Intoducing climatecommunication.org
For those of you seeking detailed information on the research linking extreme weather events to climate change, I recommend a new website dedicated to improving communication of climate change information to the public, media, and policy makers, climatecommunication.org. The group is led by Susan Joy Hassol, a veteran climate change communicator, analyst, and author known for her ability to translate science into English, making complex issues accessible to policymakers and the public. Climatecommunication.org has put together an overview of extreme weather and climate change that I find a helpful resource when I am looking for the latest research results on the subject. I serve on their advisory board, along with a number of leading climate scientists.


Figure 2. Still image of the Bangkok, Thailand floods of October - November, 2011, as seen on the inaugural episode our new bi-monthly Extreme Weather video series.

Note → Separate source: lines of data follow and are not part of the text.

use std::cell::RefCell;
use std::collections::HashSet;

thread_local! {
    static RUNTIME: RefCell<Runtime> = RefCell::new(Runtime::default());
}

pub type SignalId = usize;
pub type EffectId = usize;

type EffectCallback = Box<dyn FnMut()>;

#[derive(Default)]
struct EffectSlot {
    callback: Option<EffectCallback>,
    dependencies: HashSet<SignalId>,
    running: bool,
    disposed: bool,
}

/// Dependency graph between signals and effects on the current thread.
///
/// Effect callbacks always run with the runtime unborrowed so that they
/// may read and write signals, create effects, or drop them. Slots of
/// dropped signals and effects are recycled.
#[derive(Default)]
pub struct Runtime {
    current_effect: Option<EffectId>,
    pending_effects: Vec<EffectId>,
    effects: Vec<EffectSlot>,
    free_effects: Vec<EffectId>,
    signal_subscribers: Vec<HashSet<EffectId>>,
    free_signals: Vec<SignalId>,
    batch_depth: usize,
    flushing: bool,
}

impl Runtime {
    pub fn allocate_signal(&mut self) -> SignalId {
        if let Some(id) = self.free_signals.pop() {
            return id;
        }
        self.signal_subscribers.push(HashSet::new());
        self.signal_subscribers.len() - 1
    }

    /// Unsubscribe every effect from `signal_id` and recycle the slot.
    pub fn dispose_signal(&mut self, signal_id: SignalId) {
        let Some(subscribers) = self.signal_subscribers.get_mut(signal_id) else {
            return;
        };
        for effect_id in std::mem::take(subscribers) {
            if let Some(slot) = self.effects.get_mut(effect_id) {
                slot.dependencies.remove(&signal_id);
            }
        }
        self.free_signals.push(signal_id);
    }

    fn allocate_effect(&mut self, callback: EffectCallback) -> EffectId {
        let slot = EffectSlot {
            callback: Some(callback),
            ..EffectSlot::default()
        };
        if let Some(id) = self.free_effects.pop() {
            self.effects[id] = slot;
            return id;
        }
        self.effects.push(slot);
        self.effects.len() - 1
    }

    pub fn track_read(&mut self, signal_id: SignalId) {
        if signal_id >= self.signal_subscribers.len() {
            return;
        }
        if let Some(effect_id) = self.current_effect {
            self.signal_subscribers[signal_id].insert(effect_id);
            self.effects[effect_id].dependencies.insert(signal_id);
        }
    }

    fn mark_subscribers(&mut self, signal_id: SignalId) {
        if signal_id >= self.signal_subscribers.len() {
            return;
        }
        for &effect_id in &self.signal_subscribers[signal_id] {
            if !self.pending_effects.contains(&effect_id) {
                self.pending_effects.push(effect_id);
            }
        }
    }

    fn clear_dependencies(&mut self, effect_id: EffectId) {
        let deps = std::mem::take(&mut self.effects[effect_id].dependencies);
        for signal_id in deps {
            if let Some(subscribers) = self.signal_subscribers.get_mut(signal_id) {
                subscribers.remove(&effect_id);
            }
        }
    }

    /// Dispose an effect and hand back its callback, which the caller must
    /// drop after releasing the runtime.
    ///
    /// A running effect keeps its slot until the run finishes.
    fn dispose_effect(&mut self, effect_id: EffectId) -> Option<EffectCallback> {
        if self.effects.get(effect_id).map_or(true, |slot| slot.disposed) {
            return None;
        }
        self.clear_dependencies(effect_id);
        self.pending_effects.retain(|&id| id != effect_id);
        let slot = &mut self.effects[effect_id];
        slot.disposed = true;
        let callback = slot.callback.take();
        if !slot.running {
            self.free_effects.push(effect_id);
        }
        callback
    }

    /// Number of signal and effect slots currently in use.
    pub fn live_slots(&self) -> (usize, usize) {
        (
            self.signal_subscribers.len() - self.free_signals.len(),
            self.effects.len() - self.free_effects.len(),
        )
    }
}

pub fn with_runtime<F, R>(f: F) -> R
where
    F: FnOnce(&mut Runtime) -> R,
{
    RUNTIME.with(|rt| f(&mut rt.borrow_mut()))
}

/// Access the runtime if it is alive and not already borrowed on this thread.
pub fn try_with_runtime<F, R>(f: F) -> Option<R>
where
    F: FnOnce(&mut Runtime) -> R,
{
    RUNTIME
        .try_with(|rt| rt.try_borrow_mut().ok().map(|mut runtime| f(&mut *runtime)))
        .ok()
        .flatten()
}

pub(crate) fn create_effect_slot(callback: EffectCallback) -> EffectId {
    let id = with_runtime(|rt| rt.allocate_effect(callback));
    run_effect(id);
    id
}

pub(crate) fn dispose_effect_slot(effect_id: EffectId) {
    let callback = try_with_runtime(|rt| rt.dispose_effect(effect_id)).flatten();
    // Captured signals release their own slots here
    drop(callback);
}

pub(crate) fn release_signal(signal_id: SignalId) {
    try_with_runtime(|rt| rt.dispose_signal(signal_id));
}

fn run_effect(effect_id: EffectId) {
    let started = with_runtime(|rt| {
        let slot = rt.effects.get(effect_id)?;
        if slot.disposed || slot.running {
            return None;
        }
        rt.clear_dependencies(effect_id);
        let slot = &mut rt.effects[effect_id];
        let callback = slot.callback.take()?;
        slot.running = true;
        let previous = rt.current_effect.replace(effect_id);
        Some((callback, previous))
    });
    let Some((mut callback, previous)) = started else {
        return;
    };

    callback();

    let finished = with_runtime(|rt| {
        rt.current_effect = previous;
        let slot = &mut rt.effects[effect_id];
        slot.running = false;
        if !slot.disposed {
            slot.callback = Some(callback);
            return None;
        }
        // Disposed during its own run
        rt.clear_dependencies(effect_id);
        rt.free_effects.push(effect_id);
        Some(callback)
    });
    drop(finished);
}

/// Queue the subscribers of `signal_id` and run them unless inside a batch.
pub(crate) fn notify_write(signal_id: SignalId) {
    let should_flush = with_runtime(|rt| {
        rt.mark_subscribers(signal_id);
        rt.batch_depth == 0 && !rt.flushing
    });
    if should_flush {
        flush_effects();
    }
}

fn flush_effects() {
    with_runtime(|rt| rt.flushing = true);
    loop {
        let next = with_runtime(|rt| {
            if rt.pending_effects.is_empty() {
                None
            } else {
                Some(rt.pending_effects.remove(0))
            }
        });
        match next {
            Some(effect_id) => run_effect(effect_id),
            None => break,
        }
    }
    with_runtime(|rt| rt.flushing = false);
}

/// Run `f` with effect notifications deferred until it returns.
pub fn batch<F, R>(f: F) -> R
where
    F: FnOnce() -> R,
{
    with_runtime(|rt| rt.batch_depth += 1);
    let result = f();
    let should_flush = with_runtime(|rt| {
        rt.batch_depth -= 1;
        rt.batch_depth == 0 && !rt.flushing
    });
    if should_flush {
        flush_effects();
    }
    result
}

/// Signal and effect slots in use on this thread, for leak checks.
pub fn live_slots() -> (usize, usize) {
    with_runtime(|rt| rt.live_slots())
}
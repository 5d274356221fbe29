//! Endpoint registry
//!
//! The registry is loaded once at startup and never changes afterwards. The position of an
//! endpoint in the registry is its index and every other component refers to it by that index.

use std::{fmt, fs, ops::Index, path::Path};

use log::info;

use crate::error::PulseError;

/// Identifier of a single endpoint to probe, usually a url
#[derive(Debug, Clone, PartialEq, Eq, Hash)]
pub struct Endpoint(String);

impl Endpoint {
    pub fn new<S: Into<String>>(name: S) -> Self {
        Endpoint(name.into())
    }

    pub fn as_str(&self) -> &str {
        &self.0
    }
}

impl fmt::Display for Endpoint {
    fn fmt(&self, f: &mut fmt::Formatter<'_>) -> fmt::Result {
        f.write_str(&self.0)
    }
}

/// Immutable ordered list of endpoints. Indices are dense and start at 0.
#[derive(Debug, Clone, Default, PartialEq, Eq)]
pub struct Registry {
    endpoints: Vec<Endpoint>,
}

impl Registry {
    pub fn new<I, S>(endpoints: I) -> Self
    where
        I: IntoIterator<Item = S>,
        S: Into<String>,
    {
        Registry {
            endpoints: endpoints.into_iter().map(Endpoint::new).collect(),
        }
    }

    /// Parse a newline delimited list. Surrounding whitespace and blank lines are dropped.
    pub fn parse(text: &str) -> Self {
        Registry::new(
            text.lines()
                .map(str::trim)
                .filter(|line| !line.is_empty()),
        )
    }

    /// Read and parse the endpoint list at `path`
    pub fn load<P: AsRef<Path>>(path: P) -> Result<Self, PulseError> {
        let path = path.as_ref();
        let text = fs::read_to_string(path).map_err(|source| PulseError::Source {
            path: path.to_path_buf(),
            source,
        })?;

        let registry = Registry::parse(&text);
        info!("Loaded {} endpoints from {:?}", registry.len(), path);
        Ok(registry)
    }

    pub fn len(&self) -> usize {
        self.endpoints.len()
    }

    pub fn is_empty(&self) -> bool {
        self.endpoints.is_empty()
    }

    pub fn get(&self, index: usize) -> Option<&Endpoint> {
        self.endpoints.get(index)
    }

    /// Iterate endpoints together with their stable index
    pub fn iter(&self) -> impl Iterator<Item = (usize, &Endpoint)> {
        self.endpoints.iter().enumerate()
    }
}

impl Index<usize> for Registry {
    type Output = Endpoint;

    fn index(&self, index: usize) -> &Endpoint {
        &self.endpoints[index]
    }
}
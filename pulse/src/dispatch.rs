//! Fan out one probe per endpoint
//!
//! Each probe runs in its own tokio task, measures its own round trip and sends exactly one
//! [Outcome] back to the event loop. Probes never touch shared state.

use std::{sync::Arc, time::Duration};

use log::debug;
use tokio::{sync::mpsc::UnboundedSender, task::JoinHandle, time::Instant};

use crate::{
    error::ProbeError,
    probe::{Outcome, Probe},
    registry::{Endpoint, Registry},
};

/// Probe a single endpoint, bounded by `timeout`
pub async fn probe_one(
    probe: &dyn Probe,
    index: usize,
    endpoint: &Endpoint,
    timeout: Duration,
) -> Outcome {
    let start = Instant::now();

    let reply = tokio::time::timeout(timeout, probe.check(endpoint)).await;
    let elapsed = start.elapsed();

    match reply {
        Ok(Ok(code)) => Outcome::response(index, code, elapsed),
        Ok(Err(error)) => Outcome::failure(index, error, elapsed),
        Err(_) => Outcome::failure(index, ProbeError::Timeout(timeout), elapsed),
    }
}

/// Spawn one probe task per endpoint in the registry.
///
/// Outcomes go to `outcomes` without waiting for them to be handled. When the receiver is gone
/// (the loop has quit) the outcome is dropped.
pub fn dispatch_all(
    registry: Arc<Registry>,
    probe: Arc<dyn Probe>,
    timeout: Duration,
    outcomes: UnboundedSender<Outcome>,
) -> Vec<JoinHandle<()>> {
    (0..registry.len())
        .map(|index| {
            let registry = registry.clone();
            let probe = probe.clone();
            let outcomes = outcomes.clone();

            tokio::spawn(async move {
                let endpoint = &registry[index];
                debug!("Probing {} ({})", endpoint, index);

                let outcome = probe_one(probe.as_ref(), index, endpoint, timeout).await;

                if outcomes.send(outcome).is_err() {
                    debug!("Loop stopped, dropping outcome for {}", endpoint);
                }
            })
        })
        .collect()
}
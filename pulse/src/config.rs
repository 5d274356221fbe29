use std::time::Duration;

use figment::Figment;
use serde::{Deserialize, Serialize};
use serde_with::{serde_as, DurationMilliSeconds};

use crate::error::PulseError;

/// Default bound on a single probe
pub const DEFAULT_TIMEOUT: Duration = Duration::from_secs(12);
/// Default period between elapsed time refreshes
pub const DEFAULT_TICK: Duration = Duration::from_millis(16);

/// HTTP method used by the probe
#[derive(Debug, Clone, Copy, PartialEq, Eq, Serialize, Deserialize)]
#[serde(rename_all = "lowercase")]
pub enum Method {
    Head,
    Get,
}

impl From<Method> for reqwest::Method {
    fn from(method: Method) -> Self {
        match method {
            Method::Head => reqwest::Method::HEAD,
            Method::Get => reqwest::Method::GET,
        }
    }
}

#[serde_as]
#[derive(Debug, Clone, PartialEq, Serialize, Deserialize)]
#[serde(default)]
pub struct PulseConfig {
    /// Upper bound for each probe, in milliseconds
    #[serde_as(as = "DurationMilliSeconds<u64>")]
    pub timeout: Duration,
    /// Interval between elapsed time refreshes, in milliseconds
    #[serde_as(as = "DurationMilliSeconds<u64>")]
    pub tick: Duration,
    pub method: Method,
    /// Let the client follow redirects and record the final status
    pub follow_redirects: bool,
    pub user_agent: String,
}

impl Default for PulseConfig {
    fn default() -> Self {
        Self {
            timeout: DEFAULT_TIMEOUT,
            tick: DEFAULT_TICK,
            method: Method::Head,
            follow_redirects: true,
            user_agent: format!("{}/{}", crate::NAME, crate::VERSION),
        }
    }
}

impl PulseConfig {
    /// Extract from layered sources and reject values the event loop cannot run with
    pub fn from_figment(figment: &Figment) -> Result<Self, PulseError> {
        let config: PulseConfig = figment.extract()?;
        config.validate()?;
        Ok(config)
    }

    /// A zero tick would reschedule without ever sleeping and a zero timeout fails every probe
    pub fn validate(&self) -> Result<(), PulseError> {
        if self.timeout.is_zero() {
            return Err(PulseError::InvalidConfig {
                field: "timeout",
                reason: "must be greater than zero",
            });
        }
        if self.tick.is_zero() {
            return Err(PulseError::InvalidConfig {
                field: "tick",
                reason: "must be greater than zero",
            });
        }
        Ok(())
    }
}
//! Per endpoint progress of a run
//!
//! [Progress] holds one [ProgressRecord] per registry index. Records only change through
//! [Progress::start_all], [Progress::tick] and [Progress::complete] and once a record is
//! completed its status and elapsed time are frozen.

use std::{fmt, time::Duration};

use log::{debug, warn};
use tokio::time::Instant;

use crate::probe::Outcome;

/// Why an endpoint failed
#[derive(Debug, Clone, PartialEq, Eq)]
pub enum Failure {
    /// A response arrived with status 400 or above
    Http(u16),
    /// Status 0 with no transport error attached
    NoResponse,
    /// The request never produced a response
    Transport(String),
}

/// Status of a single endpoint
#[derive(Debug, Clone, PartialEq, Eq, Default)]
pub enum Status {
    #[default]
    Pending,
    InFlight,
    Ok(u16),
    Fail(Failure),
}

impl Status {
    /// Failure policy: any transport error, a missing status or a status of 400 and above fails
    pub fn classify(outcome: &Outcome) -> Status {
        match (&outcome.error, outcome.code) {
            (Some(error), _) => Status::Fail(Failure::Transport(error.to_string())),
            (None, 0) => Status::Fail(Failure::NoResponse),
            (None, code) if code >= 400 => Status::Fail(Failure::Http(code)),
            (None, code) => Status::Ok(code),
        }
    }

    pub fn is_terminal(&self) -> bool {
        matches!(self, Status::Ok(_) | Status::Fail(_))
    }

    /// Text for the status column, None while the endpoint has no result yet
    pub fn label(&self) -> Option<String> {
        match self {
            Status::Pending | Status::InFlight => None,
            Status::Ok(code) => Some(format!("OK ({})", code)),
            Status::Fail(Failure::Http(code)) => Some(format!("FAIL ({})", code)),
            Status::Fail(_) => Some("FAIL".to_string()),
        }
    }
}

impl fmt::Display for Status {
    fn fmt(&self, f: &mut fmt::Formatter<'_>) -> fmt::Result {
        match self {
            Status::Pending => write!(f, "pending"),
            Status::InFlight => write!(f, "in flight"),
            Status::Fail(Failure::Transport(reason)) => write!(f, "FAIL: {}", reason),
            terminal => write!(f, "{}", terminal.label().unwrap_or_default()),
        }
    }
}

/// Progress of one endpoint
#[derive(Debug, Clone, PartialEq, Eq, Default)]
pub struct ProgressRecord {
    started_at: Option<Instant>,
    completed: bool,
    elapsed: Duration,
    status: Status,
}

impl ProgressRecord {
    pub fn started_at(&self) -> Option<Instant> {
        self.started_at
    }

    pub fn completed(&self) -> bool {
        self.completed
    }

    pub fn elapsed(&self) -> Duration {
        self.elapsed
    }

    pub fn status(&self) -> &Status {
        &self.status
    }
}

/// Counts of a run at a point in time
#[derive(Debug, Clone, Copy, PartialEq, Eq, Default)]
pub struct Summary {
    pub ok: usize,
    pub failed: usize,
    pub unfinished: usize,
}

impl fmt::Display for Summary {
    fn fmt(&self, f: &mut fmt::Formatter<'_>) -> fmt::Result {
        write!(
            f,
            "{} ok, {} failed, {} unfinished",
            self.ok, self.failed, self.unfinished
        )
    }
}

/// Progress of every endpoint in the registry, indexed by registry index
#[derive(Debug, Clone, PartialEq, Eq)]
pub struct Progress {
    records: Vec<ProgressRecord>,
}

impl Progress {
    /// All records start pending
    pub fn new(len: usize) -> Self {
        Progress {
            records: vec![ProgressRecord::default(); len],
        }
    }

    pub fn len(&self) -> usize {
        self.records.len()
    }

    pub fn is_empty(&self) -> bool {
        self.records.is_empty()
    }

    pub fn get(&self, index: usize) -> Option<&ProgressRecord> {
        self.records.get(index)
    }

    pub fn records(&self) -> &[ProgressRecord] {
        &self.records
    }

    /// Stamp every unfinished record with `now` and mark it in flight
    pub fn start_all(&mut self, now: Instant) {
        for record in self.records.iter_mut().filter(|record| !record.completed) {
            record.started_at = Some(now);
            record.elapsed = Duration::ZERO;
            record.status = Status::InFlight;
        }
    }

    /// Refresh elapsed time of started, unfinished records.
    ///
    /// Returns true when at least one record changed.
    pub fn tick(&mut self, now: Instant) -> bool {
        let mut changed = false;

        for record in self.records.iter_mut().filter(|record| !record.completed) {
            if let Some(started_at) = record.started_at {
                let elapsed = now.saturating_duration_since(started_at);
                if elapsed > record.elapsed {
                    record.elapsed = elapsed;
                    changed = true;
                }
            }
        }

        changed
    }

    /// Apply the outcome of a probe. The first completion of a record wins and later ones are
    /// ignored. Returns true when the record was updated.
    pub fn complete(&mut self, outcome: Outcome) -> bool {
        let Some(record) = self.records.get_mut(outcome.index) else {
            warn!("Dropping outcome for unknown endpoint index {}", outcome.index);
            return false;
        };

        if record.completed {
            warn!(
                "Ignoring repeated completion for endpoint index {}",
                outcome.index
            );
            return false;
        }

        record.status = Status::classify(&outcome);
        record.elapsed = outcome.elapsed;
        record.completed = true;
        debug!(
            "Endpoint {} completed: {} in {:?}",
            outcome.index, record.status, record.elapsed
        );
        true
    }

    pub fn all_completed(&self) -> bool {
        self.records.iter().all(|record| record.completed)
    }

    pub fn summary(&self) -> Summary {
        self.records
            .iter()
            .fold(Summary::default(), |mut summary, record| {
                match record.status {
                    Status::Ok(_) => summary.ok += 1,
                    Status::Fail(_) => summary.failed += 1,
                    Status::Pending | Status::InFlight => summary.unfinished += 1,
                }
                summary
            })
    }
}
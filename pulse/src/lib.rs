//! Pulse probes a list of endpoints in parallel and keeps a live view of how each one is doing.
//!
//! ```text
//! Registry ──> dispatch_all (one task per endpoint) ──Outcome──┐
//!                                                              ├──> EventLoop ──> project ──> DisplaySink
//! tick timer / user commands ──────────────────────────────────┘
//! ```
//!
//! All progress state lives in the [EventLoop]. Probes and timers only send it events.

pub mod config;
pub mod dispatch;
pub mod display;
pub mod error;
pub mod event_loop;
pub mod probe;
pub mod progress;
pub mod registry;
pub mod runtime;

pub use config::PulseConfig;
pub use display::{DisplaySink, Row, Tone, View, DEFAULT_PAGE_ROWS};
pub use error::{ProbeError, PulseError};
pub use event_loop::{Command, EventLoop};
pub use probe::{HttpProbe, Outcome, Probe};
pub use progress::{Progress, Status, Summary};
pub use registry::{Endpoint, Registry};

/// Name of the Crate
pub const NAME: &str = env!("CARGO_PKG_NAME");
/// Version of the Crate
pub const VERSION: &str = env!("CARGO_PKG_VERSION");
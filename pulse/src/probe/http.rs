use async_trait::async_trait;
use log::debug;
use reqwest::{redirect, Client};
use url::Url;

use crate::{
    config::{Method, PulseConfig},
    error::{ProbeError, PulseError},
    registry::Endpoint,
};

use super::Probe;

/// Probe that issues one HTTP request per endpoint and reports the status it got back.
///
/// Any status is a valid answer here, deciding what counts as failure happens later.
#[derive(Debug, Clone)]
pub struct HttpProbe {
    client: Client,
    method: Method,
}

impl HttpProbe {
    pub fn new(config: &PulseConfig) -> Result<Self, PulseError> {
        let policy = if config.follow_redirects {
            redirect::Policy::default()
        } else {
            redirect::Policy::none()
        };

        let client = Client::builder()
            .user_agent(config.user_agent.clone())
            .redirect(policy)
            .timeout(config.timeout)
            .build()?;

        Ok(HttpProbe {
            client,
            method: config.method,
        })
    }
}

#[async_trait]
impl Probe for HttpProbe {
    async fn check(&self, endpoint: &Endpoint) -> Result<u16, ProbeError> {
        let url = Url::parse(endpoint.as_str())?;

        let response = self.client.request(self.method.into(), url).send().await?;
        debug!("{} answered {}", endpoint, response.status());

        Ok(response.status().as_u16())
    }
}
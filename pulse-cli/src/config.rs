use std::path::Path;

use pulse::PulseConfig;
use serde::Serialize;

use figment::{
    providers::{Env, Format, Serialized, Yaml},
    Figment,
};

/// Values given on the command line, applied over every other source
#[derive(Debug, Default, Serialize)]
pub struct Overrides {
    #[serde(skip_serializing_if = "Option::is_none")]
    pub timeout: Option<u64>,
    #[serde(skip_serializing_if = "Option::is_none")]
    pub tick: Option<u64>,
    #[serde(skip_serializing_if = "Option::is_none")]
    pub method: Option<String>,
}

/// Layer defaults, the optional YAML file, `PULSE_` environment variables and command line
/// overrides, in that order.
pub fn figment(path: Option<&Path>, overrides: &Overrides) -> Figment {
    let figment = Figment::new().merge(Serialized::defaults(PulseConfig::default()));

    let figment = match path {
        Some(path) => figment.merge(Yaml::file(path)),
        None => figment,
    };

    figment
        .merge(Env::prefixed("PULSE_"))
        .merge(Serialized::defaults(overrides))
}

#[cfg(test)]
mod tests {
    use std::time::Duration;

    use figment::Jail;
    use pulse::{config::Method, PulseError};

    use super::*;

    #[test]
    fn defaults_without_sources() {
        Jail::expect_with(|_jail| {
            let config: PulseConfig = figment(None, &Overrides::default()).extract()?;
            assert_eq!(config, PulseConfig::default());
            Ok(())
        });
    }

    #[test]
    fn file_then_env_then_cli() {
        Jail::expect_with(|jail| {
            jail.create_file(
                "pulse.yaml",
                "timeout: 3000\ntick: 50\nmethod: get\nfollow_redirects: false\n",
            )?;
            jail.set_env("PULSE_TICK", "40");

            let overrides = Overrides {
                timeout: Some(1500),
                ..Default::default()
            };
            let config: PulseConfig =
                figment(Some(Path::new("pulse.yaml")), &overrides).extract()?;

            assert_eq!(config.timeout, Duration::from_millis(1500));
            assert_eq!(config.tick, Duration::from_millis(40));
            assert_eq!(config.method, Method::Get);
            assert!(!config.follow_redirects);
            Ok(())
        });
    }

    #[test]
    fn zero_tick_from_the_command_line_is_rejected() {
        Jail::expect_with(|_jail| {
            let overrides = Overrides {
                tick: Some(0),
                ..Default::default()
            };
            let error = PulseConfig::from_figment(&figment(None, &overrides)).unwrap_err();
            assert!(matches!(error, PulseError::InvalidConfig { field: "tick", .. }));
            Ok(())
        });
    }

    #[test]
    fn bad_method_is_rejected() {
        Jail::expect_with(|_jail| {
            let overrides = Overrides {
                method: Some("post".to_string()),
                ..Default::default()
            };
            assert!(figment(None, &overrides).extract::<PulseConfig>().is_err());
            Ok(())
        });
    }
}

Wunderground launches new Extreme Weather video series
Wunderground now features a new, twice-monthly Extreme Weather video series from GREEN.TV, with the latest reports and analysis on extreme weather around the world. From droughts to hurricanes to blizzards to flooding, Extreme Weather will cover the story and the science behind the events to try to understand their causes and consequences. The Extreme Weather series is sponsored by Vestas, the world's leading wind turbine manufacturer. The inaugural episode, launched yesterday, features video of the great Thailand flood, destructive floods in Italy, the $3 billion Northeast U.S. snowstorm of October 29 - 30, the massive Bering Sea, Alaska blizzard of November 9, the Texas drought, and the launch of a new polar-orbiting weather satellite. Look for a new video every two weeks on our Climate Change Videos page.

Resources
For those of you who haven't seen it, my top "must-read" post of 2011 is called, 2010 - 2011: Earth's most extreme weather since 1816?. Back in June, I went through the ridiculous barrage of extreme weather events the planet saw in 2010 and early 2011, and concluded: But it is highly improbable that the remarkable extreme weather events of 2010 and 2011 could have all happened in such a short period of time without some powerful climate-altering force at work. The best science we have right now maintains that human-caused emissions of heat-trapping gases like CO2 are the most likely cause of such a climate-altering force.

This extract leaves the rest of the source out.